> _Exercise requirements_: In which lines of the data does the string "super" appear? Copy every one.

>>

use super::common::*;

use std::sync::atomic::Ordering;
use std::sync::Arc;
use std::time::Duration;

use crate::config::ValuationConfig;
use crate::valuation::batch::BatchCancellation;
use crate::valuation::domain::{BuildingType, ParcelId, Region};
use crate::valuation::error::{Upstream, ValuationError};
use crate::valuation::market::{NoMarketData, StaticMarketData};
use crate::valuation::service::ValuationService;

#[tokio::test]
async fn rate_resolution_prefers_exact_year_then_latest_prior() {
    let service = service_with(store(), NoMarketData, valuation_config());
    let building_type = BuildingType::parse("ResidentialR1").expect("valid");
    let region = Region::parse("Eastern").expect("valid");

    let pinned = service
        .resolve_rate(&building_type, &region, Some(2024))
        .await
        .expect("resolves");
    assert_eq!(pinned.year, 2024);

    let current = service
        .resolve_rate(&building_type, &region, None)
        .await
        .expect("resolves");
    assert_eq!(current.year, 2025);
}

#[tokio::test]
async fn valuate_uses_the_store_and_current_year() {
    let service = service_with(store(), NoMarketData, valuation_config());
    let result = service
        .valuate(&snapshot(), &factors(), None)
        .await
        .expect("valuates");
    assert_eq!(result.matrix_year_used(), 2025);
    assert_eq!(
        result.total_cost(),
        2400.0 * 120.50 * 1.0 * 1.0 * 1.05 * 1.15
    );
}

#[tokio::test]
async fn pinned_matrix_year_selects_older_rates() {
    let service = service_with(store(), NoMarketData, valuation_config());
    let result = service
        .valuate_pinned(&snapshot(), &factors(), None, Some(2024))
        .await
        .expect("valuates");
    assert_eq!(result.matrix_year_used(), 2024);
    assert_eq!(result.base_rate(), 115.0);
}

#[tokio::test]
async fn unknown_building_type_is_not_found() {
    let service = service_with(store(), NoMarketData, valuation_config());
    let request = batch_request("p-1", "ResidentialR9");
    let err = service
        .valuate(&request.snapshot, &request.factors, None)
        .await
        .expect_err("unknown pair");
    assert!(matches!(err, ValuationError::NotFound { .. }));
}

#[tokio::test]
async fn provider_is_consulted_when_request_has_no_market_data() {
    let service = service_with(
        store(),
        StaticMarketData::new([market_data()]),
        valuation_config(),
    );
    let result = service
        .valuate(&snapshot(), &factors(), None)
        .await
        .expect("valuates");
    assert!(result.market_data_applied());
    assert!(result.market_value() > result.total_cost());
}

#[tokio::test]
async fn slow_store_surfaces_upstream_timeout() {
    let config = ValuationConfig {
        upstream_timeout: Duration::from_millis(50),
        ..valuation_config()
    };
    let service = service_with(
        SlowStore {
            delay: Duration::from_millis(300),
        },
        NoMarketData,
        config,
    );
    let err = service
        .valuate(&snapshot(), &factors(), None)
        .await
        .expect_err("times out");
    assert_eq!(
        err,
        ValuationError::UpstreamTimeout {
            upstream: Upstream::RateTableStore,
            timeout_ms: 50,
        }
    );
}

#[tokio::test]
async fn slow_market_provider_surfaces_upstream_timeout() {
    let config = ValuationConfig {
        upstream_timeout: Duration::from_millis(50),
        ..valuation_config()
    };
    let service = service_with(
        store(),
        SlowProvider {
            delay: Duration::from_millis(300),
        },
        config,
    );
    let err = service
        .valuate(&snapshot(), &factors(), None)
        .await
        .expect_err("times out");
    assert_eq!(
        err,
        ValuationError::UpstreamTimeout {
            upstream: Upstream::MarketDataProvider,
            timeout_ms: 50,
        }
    );

    let supplied = market_data();
    let result = service
        .valuate(&snapshot(), &factors(), Some(&supplied))
        .await
        .expect("supplied market data skips the provider");
    assert!(result.market_data_applied());
}

#[tokio::test]
async fn failing_collaborators_surface_as_upstream_errors() {
    let service = service_with(UnavailableStore, NoMarketData, valuation_config());
    let err = service
        .valuate(&snapshot(), &factors(), None)
        .await
        .expect_err("store down");
    assert!(matches!(
        err,
        ValuationError::Upstream {
            upstream: Upstream::RateTableStore,
            ..
        }
    ));

    let service = service_with(store(), UnavailableProvider, valuation_config());
    let err = service
        .valuate(&snapshot(), &factors(), None)
        .await
        .expect_err("provider down");
    assert!(matches!(
        err,
        ValuationError::Upstream {
            upstream: Upstream::MarketDataProvider,
            ..
        }
    ));
}

#[tokio::test]
async fn invalid_input_fails_before_any_lookup() {
    let config = ValuationConfig {
        upstream_timeout: Duration::from_millis(50),
        ..valuation_config()
    };
    let service = service_with(
        SlowStore {
            delay: Duration::from_millis(300),
        },
        NoMarketData,
        config,
    );
    let mut bad = snapshot();
    bad.area_units = -10.0;
    let err = service
        .valuate(&bad, &factors(), None)
        .await
        .expect_err("invalid area");
    assert!(matches!(err, ValuationError::Validation { field: "area_units", .. }));
}

#[tokio::test]
async fn batch_isolates_failures_and_keeps_input_order() {
    let service = service_with(store(), NoMarketData, valuation_config());
    let requests = vec![
        batch_request("p-1", "ResidentialR1"),
        batch_request("p-2", "Warehouse"),
        batch_request("p-3", "ResidentialR1"),
    ];

    let report = service
        .valuate_batch(requests, None, &BatchCancellation::new())
        .await
        .expect("batch runs");

    let summary = report.summary();
    assert_eq!(summary.total, 3);
    assert_eq!(summary.succeeded, 2);
    assert_eq!(summary.failed, 1);
    assert_eq!(summary.cancelled, 0);

    let ids: Vec<&str> = report.results().iter().map(|item| item.id.0.as_str()).collect();
    assert_eq!(ids, vec!["p-1", "p-2", "p-3"]);
    assert!(report.results()[0].outcome.is_ok());
    assert!(matches!(
        report.results()[1].outcome,
        Err(ValuationError::NotFound { .. })
    ));
    assert!(report.results()[2].outcome.is_ok());
}

#[tokio::test]
async fn oversized_batch_is_rejected_up_front() {
    let config = ValuationConfig {
        max_batch_size: 2,
        ..valuation_config()
    };
    let service = service_with(store(), NoMarketData, config);
    let requests = (1..=3)
        .map(|n| batch_request(&format!("p-{n}"), "ResidentialR1"))
        .collect();
    let err = service
        .valuate_batch(requests, None, &BatchCancellation::new())
        .await
        .expect_err("too many parcels");
    assert!(matches!(err, ValuationError::Validation { field: "batch", .. }));
}

#[tokio::test]
async fn cancelled_before_start_reports_every_item_as_cancelled() {
    let service = service_with(store(), NoMarketData, valuation_config());
    let token = BatchCancellation::new();
    token.cancel();
    let requests = (1..=4)
        .map(|n| batch_request(&format!("p-{n}"), "ResidentialR1"))
        .collect();

    let report = service
        .valuate_batch(requests, None, &token)
        .await
        .expect("batch runs");
    let summary = report.summary();
    assert_eq!(summary.total, 4);
    assert_eq!(summary.cancelled, 4);
    assert_eq!(summary.succeeded + summary.failed, summary.total);
}

#[tokio::test]
async fn cancellation_mid_batch_lets_started_items_finish() {
    let token = BatchCancellation::new();
    let config = ValuationConfig {
        batch_parallelism: 1,
        ..valuation_config()
    };
    let service = service_with(
        CancellingStore {
            token: token.clone(),
        },
        NoMarketData,
        config,
    );
    let requests = (1..=5)
        .map(|n| batch_request(&format!("p-{n}"), "ResidentialR1"))
        .collect();

    let report = service
        .valuate_batch(requests, None, &token)
        .await
        .expect("batch runs");
    let summary = report.summary();
    assert_eq!(summary.total, 5);
    assert_eq!(summary.succeeded, 1);
    assert_eq!(summary.cancelled, 4);
    assert_eq!(summary.succeeded + summary.failed, summary.total);
    assert!(report.results()[0].outcome.is_ok());
    assert!(report.results()[1..]
        .iter()
        .all(|item| item.outcome == Err(ValuationError::Cancelled)));
}

#[tokio::test]
async fn batch_fan_out_respects_parallelism_bound() {
    let tracker = Arc::new(ConcurrencyTrackingStore::default());
    let service = ValuationService::new(
        Arc::clone(&tracker),
        Arc::new(NoMarketData),
        engine(),
        valuation_config(),
    );
    let requests = (1..=8)
        .map(|n| batch_request(&format!("p-{n}"), "ResidentialR1"))
        .collect();

    let report = service
        .valuate_batch(requests, None, &BatchCancellation::new())
        .await
        .expect("batch runs");
    assert_eq!(report.summary().succeeded, 8);
    let peak = tracker.peak.load(Ordering::SeqCst);
    assert!((1..=2).contains(&peak), "peak concurrency {peak}");
}

#[tokio::test]
async fn portfolio_batch_reports_missing_parcels_per_item() {
    let service = service_with(store(), NoMarketData, valuation_config());
    let parcels = Arc::new(MemoryParcels::with([
        parcel("10-001", "ResidentialR1"),
        parcel("10-003", "ResidentialR1"),
    ]));
    let ids = ["10-001", "10-002", "10-003"]
        .into_iter()
        .map(|id| ParcelId(id.to_string()))
        .collect();

    let report = service
        .valuate_parcels(parcels, ids, Some(market_data()), &BatchCancellation::new())
        .await
        .expect("batch runs");

    assert_eq!(report.summary().succeeded, 2);
    assert_eq!(report.summary().failed, 1);
    assert!(matches!(
        &report.results()[1].outcome,
        Err(ValuationError::ParcelNotFound { parcel_id }) if parcel_id == "10-002"
    ));
    let first = report.results()[0].outcome.as_ref().expect("valued");
    assert!(first.market_data_applied());
}
use serde::Serialize;

use super::error::ValuationError;

/// Numeric inputs to the cost formula, already resolved and validated.
#[derive(Debug, Clone, Copy, PartialEq)]
pub struct CostInputs {
    pub area_units: f64,
    pub base_rate: f64,
    pub quality_multiplier: f64,
    pub condition_factor: f64,
    pub complexity_factor: f64,
    pub regional_multiplier: f64,
    /// Reported in the breakdown only; never part of the chained product.
    pub construction_multiplier: Option<f64>,
    pub depreciation_rate: f64,
}

#[derive(Debug, Clone, Copy, PartialEq, Eq, Serialize)]
#[serde(rename_all = "snake_case")]
pub enum CostComponent {
    BaseCost,
    Complexity,
    Condition,
    Regional,
    Quality,
    Construction,
    Depreciation,
}

impl CostComponent {
    pub fn label(self) -> &'static str {
        match self {
            CostComponent::BaseCost => "Base cost",
            CostComponent::Complexity => "Complexity adjustment",
            CostComponent::Condition => "Condition adjustment",
            CostComponent::Regional => "Regional adjustment",
            CostComponent::Quality => "Quality adjustment",
            CostComponent::Construction => "Construction class",
            CostComponent::Depreciation => "Depreciation",
        }
    }
}

/// Reporting row; amounts are never summed back into the total.
#[derive(Debug, Clone, Copy, PartialEq, Serialize)]
pub struct BreakdownRow {
    pub component: CostComponent,
    #[serde(skip_serializing_if = "Option::is_none")]
    pub factor: Option<f64>,
    pub amount: f64,
}

#[derive(Debug, Clone, PartialEq)]
pub struct CostOutcome {
    pub raw_cost: f64,
    pub adjusted_cost: f64,
    pub total_cost: f64,
    pub cost_per_unit_area: f64,
    pub breakdown: Vec<BreakdownRow>,
}

pub fn compute_cost(inputs: &CostInputs) -> Result<CostOutcome, ValuationError> {
    let raw_cost = inputs.area_units * inputs.base_rate;
    let adjusted_cost = raw_cost
        * inputs.complexity_factor
        * inputs.condition_factor
        * inputs.regional_multiplier
        * inputs.quality_multiplier;
    let total_cost = adjusted_cost * (1.0 - inputs.depreciation_rate);
    let cost_per_unit_area = total_cost / inputs.area_units;

    if !total_cost.is_finite() || !cost_per_unit_area.is_finite() || total_cost < 0.0 {
        return Err(ValuationError::Computation(format!(
            "cost formula produced {total_cost} for inputs {inputs:?}"
        )));
    }

    Ok(CostOutcome {
        raw_cost,
        adjusted_cost,
        total_cost,
        cost_per_unit_area,
        breakdown: breakdown(inputs, raw_cost, adjusted_cost),
    })
}

fn breakdown(inputs: &CostInputs, raw_cost: f64, adjusted_cost: f64) -> Vec<BreakdownRow> {
    let factors = [
        (CostComponent::Complexity, inputs.complexity_factor),
        (CostComponent::Condition, inputs.condition_factor),
        (CostComponent::Regional, inputs.regional_multiplier),
        (CostComponent::Quality, inputs.quality_multiplier),
    ];

    let mut rows = Vec::with_capacity(factors.len() + 3);
    rows.push(BreakdownRow {
        component: CostComponent::BaseCost,
        factor: None,
        amount: raw_cost,
    });

    let mut stage = raw_cost;
    for (component, factor) in factors {
        rows.push(BreakdownRow {
            component,
            factor: Some(factor),
            amount: stage * (factor - 1.0),
        });
        stage *= factor;
    }

    if let Some(multiplier) = inputs.construction_multiplier {
        rows.push(BreakdownRow {
            component: CostComponent::Construction,
            factor: Some(multiplier),
            amount: 0.0,
        });
    }

    rows.push(BreakdownRow {
        component: CostComponent::Depreciation,
        factor: Some(inputs.depreciation_rate),
        amount: -(adjusted_cost * inputs.depreciation_rate),
    });

    rows
}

<<

> _Result of this exercise_:
use super::common::*;
use super::error::ValuationError;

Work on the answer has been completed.